> _TASK_: Beneath this instruction is a block of data; output from it exactly the lines that run from the one containing "pub mod domain;" through the one containing "has no limbs", inclusive.

(Records excerpted from a collection)
=-=-=-=-=
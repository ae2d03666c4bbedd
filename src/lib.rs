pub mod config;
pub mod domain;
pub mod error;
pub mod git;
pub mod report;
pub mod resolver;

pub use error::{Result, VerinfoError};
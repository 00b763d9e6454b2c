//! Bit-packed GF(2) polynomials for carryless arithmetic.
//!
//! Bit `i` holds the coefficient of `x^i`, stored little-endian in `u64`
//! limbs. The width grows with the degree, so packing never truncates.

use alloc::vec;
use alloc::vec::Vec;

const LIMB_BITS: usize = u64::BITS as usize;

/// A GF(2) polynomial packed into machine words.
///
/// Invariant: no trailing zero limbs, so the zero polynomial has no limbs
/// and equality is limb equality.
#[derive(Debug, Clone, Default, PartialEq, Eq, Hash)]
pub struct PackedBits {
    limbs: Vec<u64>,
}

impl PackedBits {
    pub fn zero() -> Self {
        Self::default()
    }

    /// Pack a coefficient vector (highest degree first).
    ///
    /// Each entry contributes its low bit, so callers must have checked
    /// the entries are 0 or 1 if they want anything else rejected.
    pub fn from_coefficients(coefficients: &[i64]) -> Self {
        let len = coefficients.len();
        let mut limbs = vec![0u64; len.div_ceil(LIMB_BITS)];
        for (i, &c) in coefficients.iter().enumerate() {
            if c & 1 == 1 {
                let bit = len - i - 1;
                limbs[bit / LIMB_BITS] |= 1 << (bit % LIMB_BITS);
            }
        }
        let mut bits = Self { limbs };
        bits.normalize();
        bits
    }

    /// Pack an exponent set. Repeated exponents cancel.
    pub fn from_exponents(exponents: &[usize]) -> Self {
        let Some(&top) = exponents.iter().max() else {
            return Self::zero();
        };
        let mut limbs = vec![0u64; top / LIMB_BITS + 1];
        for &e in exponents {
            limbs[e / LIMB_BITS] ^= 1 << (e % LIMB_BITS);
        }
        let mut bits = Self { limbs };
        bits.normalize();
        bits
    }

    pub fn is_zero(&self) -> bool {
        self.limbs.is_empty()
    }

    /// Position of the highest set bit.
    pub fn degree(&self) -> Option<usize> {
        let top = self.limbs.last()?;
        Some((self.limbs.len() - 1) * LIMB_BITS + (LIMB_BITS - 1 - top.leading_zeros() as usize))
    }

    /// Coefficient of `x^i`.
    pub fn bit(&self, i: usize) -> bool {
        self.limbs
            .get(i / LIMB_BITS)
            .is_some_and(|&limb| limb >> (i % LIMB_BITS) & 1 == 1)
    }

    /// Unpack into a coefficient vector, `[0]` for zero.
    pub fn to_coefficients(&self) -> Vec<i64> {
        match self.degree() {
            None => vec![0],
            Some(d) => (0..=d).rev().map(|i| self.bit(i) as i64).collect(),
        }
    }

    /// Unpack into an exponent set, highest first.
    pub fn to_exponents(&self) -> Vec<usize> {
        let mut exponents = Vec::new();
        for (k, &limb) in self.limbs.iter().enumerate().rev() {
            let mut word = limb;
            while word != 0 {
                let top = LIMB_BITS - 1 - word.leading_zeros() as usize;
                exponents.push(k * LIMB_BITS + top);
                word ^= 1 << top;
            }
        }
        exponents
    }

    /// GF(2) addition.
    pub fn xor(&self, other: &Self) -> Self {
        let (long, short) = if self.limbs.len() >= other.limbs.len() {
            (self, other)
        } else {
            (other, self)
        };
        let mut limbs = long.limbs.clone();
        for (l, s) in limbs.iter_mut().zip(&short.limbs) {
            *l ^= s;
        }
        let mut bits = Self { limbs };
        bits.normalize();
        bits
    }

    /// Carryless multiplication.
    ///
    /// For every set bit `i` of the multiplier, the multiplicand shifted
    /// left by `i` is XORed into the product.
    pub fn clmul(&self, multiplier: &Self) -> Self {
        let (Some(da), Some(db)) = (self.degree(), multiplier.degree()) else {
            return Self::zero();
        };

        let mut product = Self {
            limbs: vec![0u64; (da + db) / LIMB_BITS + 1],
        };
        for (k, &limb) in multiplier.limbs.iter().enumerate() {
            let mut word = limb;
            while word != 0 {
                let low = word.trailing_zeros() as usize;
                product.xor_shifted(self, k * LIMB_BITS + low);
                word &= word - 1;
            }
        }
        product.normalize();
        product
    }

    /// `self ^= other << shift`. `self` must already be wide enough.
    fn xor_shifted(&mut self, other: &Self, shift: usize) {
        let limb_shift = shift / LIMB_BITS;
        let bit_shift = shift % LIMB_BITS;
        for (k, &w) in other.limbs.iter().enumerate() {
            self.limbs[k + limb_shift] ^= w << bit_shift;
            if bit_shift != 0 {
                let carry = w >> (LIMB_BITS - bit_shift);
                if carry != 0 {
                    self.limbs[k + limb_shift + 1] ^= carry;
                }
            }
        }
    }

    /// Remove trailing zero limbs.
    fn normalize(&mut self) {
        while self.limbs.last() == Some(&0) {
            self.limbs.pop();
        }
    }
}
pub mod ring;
=-=-=-=-=
> _SOLUTION TO THIS TASK_:
pub mod domain;
pub mod error;
pub mod git;
pub mod report;
pub mod resolver;

pub use error::{Result, VerinfoError};
repository 00b763d9e6454b2c
//! Bit-packed GF(2) polynomials for carryless arithmetic.
//!
//! Bit `i` holds the coefficient of `x^i`, stored little-endian in `u64`
//! limbs. The width grows with the degree, so packing never truncates.

use alloc::vec;
use alloc::vec::Vec;

const LIMB_BITS: usize = u64::BITS as usize;

/// A GF(2) polynomial packed into machine words.
///
/// Invariant: no trailing zero limbs, so the zero polynomial has no limbs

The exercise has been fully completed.